You say you would like a sporty new mid-size sedan that speaks with a German accent but your wallet screams “Nein!” every time you check the prices of the three premier brands from across the Atlantic.
Well, then, how about a Buick? No, I’m not kidding. I am referring specifically to the all-wheel-drive 2014 Buick Regal. This car is a close relative to the Opel Insignia, a car engineered primarily by General Motors German division.
It has a firm ride, accurate steering, strong brakes, reasonably responsive handling and a new, more powerful, turbocharged 4-cylinder engine.
And the test Regal is not even the sportiest Buick available. There is an even sportier and more expensive version, the Regal GS, which I have not yet experienced. To learn about that model, click here and read John Matras’ review.
But let’s be honest right at the outset.
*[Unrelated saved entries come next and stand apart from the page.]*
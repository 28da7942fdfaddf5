use axum::extract::{Multipart, Path, State};
use axum::http::HeaderMap;
use axum::Json;
use uuid::Uuid;

use super::read_mutation_form;
use crate::actions::{create_item, delete_item, update_item, ActionResult};
use crate::auth::session_token_from_headers;
use crate::database::content::ListFilter;
use crate::database::templates::{TemplateDraft, TemplateRecord};
use crate::error::ApiError;
use crate::middleware::{ApiResponse, ApiResult};
use crate::state::AppState;

/// GET /dashboard/templates - full list, unpublished included.
pub async fn list(State(state): State<AppState>) -> ApiResult<Vec<TemplateRecord>> {
    let items = state.templates.list(&ListFilter::default()).await?;
    Ok(ApiResponse::success(items))
}

pub async fn create(
    State(state): State<AppState>,
    headers: HeaderMap,
    mut multipart: Multipart,
) -> Result<Json<ActionResult>, ApiError> {
    let form = read_mutation_form::<TemplateDraft>(&mut multipart).await?;
    let token = session_token_from_headers(&headers);
    let deps = state.action_deps();
    Ok(Json(
        create_item(&deps, state.templates.as_ref(), token.as_deref(), form.draft, form.image).await,
    ))
}

pub async fn update(
    State(state): State<AppState>,
    Path(id): Path<Uuid>,
    headers: HeaderMap,
    mut multipart: Multipart,
) -> Result<Json<ActionResult>, ApiError> {
    let form = read_mutation_form::<TemplateDraft>(&mut multipart).await?;
    let token = session_token_from_headers(&headers);
    let deps = state.action_deps();
    Ok(Json(
        update_item(
            &deps,
            state.templates.as_ref(),
            token.as_deref(),
            Some(id),
            form.draft,
            form.image,
        )
        .await,
    ))
}

pub async fn remove(
    State(state): State<AppState>,
    Path(id): Path<Uuid>,
    headers: HeaderMap,
) -> Json<ActionResult> {
    let token = session_token_from_headers(&headers);
    let deps = state.action_deps();
    Json(delete_item(&deps, state.templates.as_ref(), token.as_deref(), id).await)
}
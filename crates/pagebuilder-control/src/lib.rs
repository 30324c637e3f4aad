//! # Pagebuilder Control
//!
//! Turns a built [`Page`](pagebuilder_core::Page) into the data a UI needs to
//! render its pagination: links to every page, a bounded window of them,
//! first/previous/next/last buttons and the page-size selector. Nothing here
//! renders markup; every result is plain, serializable data.

mod control;
mod factory;
mod labels;
mod links;
mod params;
mod selector;

pub use control::*;
pub use factory::*;
pub use labels::*;
pub use links::*;
pub use params::*;
pub use selector::*;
While the Regal is a world apart from traditional Buicks that tilted more toward soporific than sporty, it is certainly not in the same league as the Audi A4, BMW 3 series or Mercedes-Benz C300.
Still, the Regal is competent, predictable and comfortable on the roads where most of us drive, roads that are often crowded, roads that are often pockmarked from the ravages of weather and heavy trucks, and roads that are often filled with dawdling drivers who feel they have as much right to the passing lane as anyone else.
And, on those occasions when the traffic is light and the two-lane macadam is smooth and twisty, the Buick Regal can add some fun to the driving experience.
Importantly, equipped with most of the amenities that one could expect in a luxury car. The Regal is priced many thousands of dollars below the expensive German choices.
So, let’s take a closer look at the 2014 all-wheel-drive Buick Regal equipped with the Premium I and Premium II groups of safety features.
Buick raises the fun factor in the 2014 Regal with the upgraded two-liter engine. It produces 259 horsepower and a maximum 295 pound-feet of torque. That’s an increase of 39 horsepower and 35 pound-feet over the 2013 model.
According to Edmunds.com, the engine, teamed with the six-speed automatic transmission, can propel the all-wheel-drive Regal from a stop to 60 miles an hour in a respectable 7.3 seconds.
The Buick’s driving dynamics are supplied by an independent suspension — MacPherson-strut type in the front and a four-link independent setup at the rear — electric variable-assist power steering and four-wheel antilock disc brakes.
The Haldex all-wheel-drive system, new to the Regal for the 2014 model year, can channel more than 90 percent of the torque from the front wheels to the rear wheels to improve traction in slippery conditions.